## What to produce
What follows is a set of records; repeat all of them exactly.

>>>>

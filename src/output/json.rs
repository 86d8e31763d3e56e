//! JSON output formatting

use chrono::Utc;
use serde::{Deserialize, Serialize};

/// Envelope for JSON output: the payload plus run metadata
#[derive(Debug, Serialize, Deserialize)]
pub struct JsonOutput<T> {
    pub data: T,
    pub meta: Metadata,
}

/// Metadata included in JSON output
#[derive(Debug, Serialize, Deserialize)]
pub struct Metadata {
    /// RFC 3339 timestamp of the run
    pub timestamp: String,

    /// CLI version
    pub version: String,
}

impl<T> JsonOutput<T> {
    pub fn new(data: T) -> Self {
        Self {
            data,
            meta: Metadata {
                timestamp: Utc::now().to_rfc3339(),
                version: env!("CARGO_PKG_VERSION").to_string(),
            },
        }
    }
}

/// Format data as pretty-printed JSON inside the envelope
pub fn format_json<T: Serialize + ?Sized>(data: &T) -> Result<String, serde_json::Error> {
    serde_json::to_string_pretty(&JsonOutput::new(data))
}
//! Status command implementation

use colored::Colorize;

use crate::cli::args::GlobalOptions;
use zapi::config::{Config, ENV_API_TOKEN, ENV_BASE_URL, ENV_USERNAME};
use zapi::error::Result;

/// Run the status command to display configuration status
pub fn run(opts: &GlobalOptions) -> Result<()> {
    println!("{}\n", "zapi Configuration Status".bold());

    let config_path = Config::resolve_path(opts.config_ref())?;
    if config_path.exists() {
        println!("Config file: {}", config_path.display().to_string().cyan());
    } else {
        println!(
            "{} Config file not found: {}",
            "○".dimmed(),
            config_path.display()
        );
    }

    let config = Config::load_at(opts.config_ref())?;
    println!();

    match config.base_url {
        Some(ref url) => println!("{} Base URL: {}{}", "✓".green(), url, env_hint(ENV_BASE_URL)),
        None => println!("{} Base URL not configured", "✗".red()),
    }

    match config.username {
        Some(ref user) => println!("{} Username: {}{}", "✓".green(), user, env_hint(ENV_USERNAME)),
        None => println!("{} Username not configured", "✗".red()),
    }

    match config.masked_token() {
        Some(token) => println!(
            "{} API token: {}{}",
            "✓".green(),
            token,
            env_hint(ENV_API_TOKEN)
        ),
        None => println!("{} API token not configured", "✗".red()),
    }

    println!("{} Timeout: {}s", "○".dimmed(), config.timeout_secs);
    println!(
        "{} Endpoints: {}",
        "○".dimmed(),
        config.endpoints.cycle.dimmed()
    );

    if let Err(err) = config.validate() {
        println!();
        println!("{} {}", "⚠".yellow(), err);
        println!("  → Run {} to configure", "zapi init".cyan());
    }

    println!();
    Ok(())
}

/// Marker for values coming from the environment
fn env_hint(var: &str) -> String {
    match std::env::var(var) {
        Ok(v) if !v.trim().is_empty() => format!(" {}", format!("(from {})", var).dimmed()),
        _ => String::new(),
    }
}
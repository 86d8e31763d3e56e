//! Decoding of ID-keyed response objects
//!
//! Several ZAPI endpoints answer with a JSON object used as a map from entity
//! ID to entity body, where the body itself omits the ID:
//!
//! ```json
//! { "54": { "name": "Sprint 12", ... }, "55": { ... }, "recordsCount": 2 }
//! ```
//!
//! Keys that parse as integers are entities; anything else is metadata and is
//! skipped. The parsed key is written back into the decoded entity.

use log::trace;
use serde::de::DeserializeOwned;
use serde_json::{Map, Value};

use crate::client::models::{Cycle, Execution};
use crate::error::ApiError;

/// Entities whose identity can be restored from a map key
pub trait Identified {
    /// Whether the entity already carries a (non-zero) ID
    fn has_id(&self) -> bool;

    fn set_id(&mut self, id: i64);
}

impl Identified for Cycle {
    fn has_id(&self) -> bool {
        self.id.is_some_and(|id| id != 0)
    }

    fn set_id(&mut self, id: i64) {
        self.id = Some(id);
    }
}

impl Identified for Execution {
    fn has_id(&self) -> bool {
        self.id != 0
    }

    fn set_id(&mut self, id: i64) {
        self.id = id;
    }
}

/// Parse a response body as a JSON object. A `null` body is an empty object.
fn decode_object(body: &str) -> Result<Map<String, Value>, ApiError> {
    serde_json::from_str::<Option<Map<String, Value>>>(body)
        .map(Option::unwrap_or_default)
        .map_err(|e| ApiError::Decode(format!("Expected an ID-keyed object: {}", e)))
}

fn decode_entity<T: DeserializeOwned>(key: &str, value: Value) -> Result<T, ApiError> {
    serde_json::from_value(value)
        .map_err(|e| ApiError::Decode(format!("Failed to decode entry {:?}: {}", key, e)))
}

/// Decode every integer-keyed entry of an ID-keyed object.
///
/// The key always wins over any `id` present in the body. One undecodable
/// entry fails the whole call. Result order is unspecified.
pub fn decode_keyed_list<T>(body: &str) -> Result<Vec<T>, ApiError>
where
    T: DeserializeOwned + Identified,
{
    let object = decode_object(body)?;

    let mut entities = Vec::with_capacity(object.len());
    for (key, value) in object {
        let Ok(id) = key.parse::<i64>() else {
            trace!("Skipping non-entity key {:?}", key);
            continue;
        };

        let mut entity: T = decode_entity(&key, value)?;
        entity.set_id(id);
        entities.push(entity);
    }

    Ok(entities)
}

/// Decode the first entry of an ID-keyed object expected to hold exactly one.
///
/// Returns `None` for an empty object. The key fills in the ID only when the
/// body lacks one.
pub fn decode_first_entry<T>(body: &str) -> Result<Option<T>, ApiError>
where
    T: DeserializeOwned + Identified,
{
    let object = decode_object(body)?;

    let Some((key, value)) = object.into_iter().next() else {
        return Ok(None);
    };

    let mut entity: T = decode_entity(&key, value)?;
    if !entity.has_id()
        && let Ok(id) = key.parse::<i64>()
    {
        entity.set_id(id);
    }

    Ok(Some(entity))
}
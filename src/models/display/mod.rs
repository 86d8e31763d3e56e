//! Display model implementations for table and JSON output
//!
//! Display models transform API response types into CLI-friendly formats
//! with appropriate column names and serialization.

mod cycle;
mod execution;
mod folder;

pub use cycle::CycleDisplay;
pub use execution::ExecutionDisplay;
pub use folder::FolderDisplay;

<<<<

## Exercise solution
filename src/output/json.rs
repository 86d8e31763d3e56e
//! JSON output formatting

use chrono::Utc;
use serde::{Deserialize, Serialize};

/// Envelope for JSON output: the payload plus run metadata
#[derive(Debug, Serialize, Deserialize)]
pub struct JsonOutput<T> {
    pub data: T,
    pub meta: Metadata,
}

/// Metadata included in JSON output
#[derive(Debug, Serialize, Deserialize)]
pub struct Metadata {
    /// RFC 3339 timestamp of the run
    pub timestamp: String,

    /// CLI version
    pub version: String,
}

impl<T> JsonOutput<T> {
    pub fn new(data: T) -> Self {
        Self {
            data,
            meta: Metadata {
                timestamp: Utc::now().to_rfc3339(),
                version: env!("CARGO_PKG_VERSION").to_string(),
            },
        }
    }
}

/// Format data as pretty-printed JSON inside the envelope
pub fn format_json<T: Serialize + ?Sized>(data: &T) -> Result<String, serde_json::Error> {
    serde_json::to_string_pretty(&JsonOutput::new(data))
}
//! Status command implementation

use colored::Colorize;

use crate::cli::args::GlobalOptions;
use zapi::config::{Config, ENV_API_TOKEN, ENV_BASE_URL, ENV_USERNAME};
use zapi::error::Result;

/// Run the status command to display configuration status
pub fn run(opts: &GlobalOptions) -> Result<()> {
    println!("{}\n", "zapi Configuration Status".bold());

    let config_path = Config::resolve_path(opts.config_ref())?;
    if config_path.exists() {
        println!("Config file: {}", config_path.display().to_string().cyan());
    } else {
        println!(
            "{} Config file not found: {}",
            "○".dimmed(),
            config_path.display()
        );
    }

    let config = Config::load_at(opts.config_ref())?;
    println!();

    match config.base_url {
        Some(ref url) => println!("{} Base URL: {}{}", "✓".green(), url, env_hint(ENV_BASE_URL)),
        None => println!("{} Base URL not configured", "✗".red()),
    }

    match config.username {
        Some(ref user) => println!("{} Username: {}{}", "✓".green(), user, env_hint(ENV_USERNAME)),
        None => println!("{} Username not configured", "✗".red()),
    }

    match config.masked_token() {
        Some(token) => println!(
            "{} API token: {}{}",
            "✓".green(),
            token,
            env_hint(ENV_API_TOKEN)
        ),
        None => println!("{} API token not configured", "✗".red()),
    }

    println!("{} Timeout: {}s", "○".dimmed(), config.timeout_secs);
    println!(
        "{} Endpoints: {}",
        "○".dimmed(),
        config.endpoints.cycle.dimmed()
    );

    if let Err(err) = config.validate() {
        println!();
        println!("{} {}", "⚠".yellow(), err);
        println!("  → Run {} to configure", "zapi init".cyan());
    }

    println!();
    Ok(())
}

/// Marker for values coming from the environment
fn env_hint(var: &str) -> String {
    match std::env::var(var) {
        Ok(v) if !v.trim().is_empty() => format!(" {}", format!("(from {})", var).dimmed()),
        _ => String::new(),
    }
}
repository 86d8e31763d3e56e
//! Decoding of ID-keyed response objects
//!
//! Several ZAPI endpoints answer with a JSON object used as a map from entity
//! ID to entity body, where the body itself omits the ID:
//!
//! ```json
//! { "54": { "name": "Sprint 12", ... }, "55": { ... }, "recordsCount": 2 }
//! ```
//!
//! Keys that parse as integers are entities; anything else is metadata and is
//! skipped. The parsed key is written back into the decoded entity.

use log::trace;
use serde::de::DeserializeOwned;
use serde_json::{Map, Value};

use crate::client::models::{Cycle, Execution};
use crate::error::ApiError;

/// Entities whose identity can be restored from a map key
pub trait Identified {
    /// Whether the entity already carries a (non-zero) ID
    fn has_id(&self) -> bool;

    fn set_id(&mut self, id: i64);
}

impl Identified for Cycle {
    fn has_id(&self) -> bool {
        self.id.is_some_and(|id| id != 0)
    }

    fn set_id(&mut self, id: i64) {
        self.id = Some(id);
    }
}

impl Identified for Execution {
    fn has_id(&self) -> bool {
        self.id != 0
    }

    fn set_id(&mut self, id: i64) {
        self.id = id;
    }
}

/// Parse a response body as a JSON object. A `null` body is an empty object.
fn decode_object(body: &str) -> Result<Map<String, Value>, ApiError> {
    serde_json::from_str::<Option<Map<String, Value>>>(body)
        .map(Option::unwrap_or_default)
        .map_err(|e| ApiError::Decode(format!("Expected an ID-keyed object: {}", e)))
}

fn decode_entity<T: DeserializeOwned>(key: &str, value: Value) -> Result<T, ApiError> {
    serde_json::from_value(value)
        .map_err(|e| ApiError::Decode(format!("Failed to decode entry {:?}: {}", key, e)))
}

/// Decode every integer-keyed entry of an ID-keyed object.
///
/// The key always wins over any `id` present in the body. One undecodable
/// entry fails the whole call. Result order is unspecified.
pub fn decode_keyed_list<T>(body: &str) -> Result<Vec<T>, ApiError>
where
    T: DeserializeOwned + Identified,
{
    let object = decode_object(body)?;

    let mut entities = Vec::with_capacity(object.len());
    for (key, value) in object {
        let Ok(id) = key.parse::<i64>() else {
            trace!("Skipping non-entity key {:?}", key);
            continue;
        };

        let mut entity: T = decode_entity(&key, value)?;
        entity.set_id(id);
        entities.push(entity);
    }

    Ok(entities)
}

/// Decode the first entry of an ID-keyed object expected to hold exactly one.
///
/// Returns `None` for an empty object. The key fills in the ID only when the
/// body lacks one.
pub fn decode_first_entry<T>(body: &str) -> Result<Option<T>, ApiError>
where
    T: DeserializeOwned + Identified,
{
    let object = decode_object(body)?;

    let Some((key, value)) = object.into_iter().next() else {
        return Ok(None);
    };

    let mut entity: T = decode_entity(&key, value)?;
    if !entity.has_id()
        && let Ok(id) = key.parse::<i64>()
    {
        entity.set_id(id);
    }

    Ok(Some(entity))
}
filename src/models/display/mod.rs
repository 86d8e31763d3e56e
//! Display model implementations for table and JSON output
//!
//! Display models transform API response types into CLI-friendly formats
//! with appropriate column names and serialization.

mod cycle;
mod execution;
mod folder;

pub use cycle::CycleDisplay;
pub use execution::ExecutionDisplay;
pub use folder::FolderDisplay;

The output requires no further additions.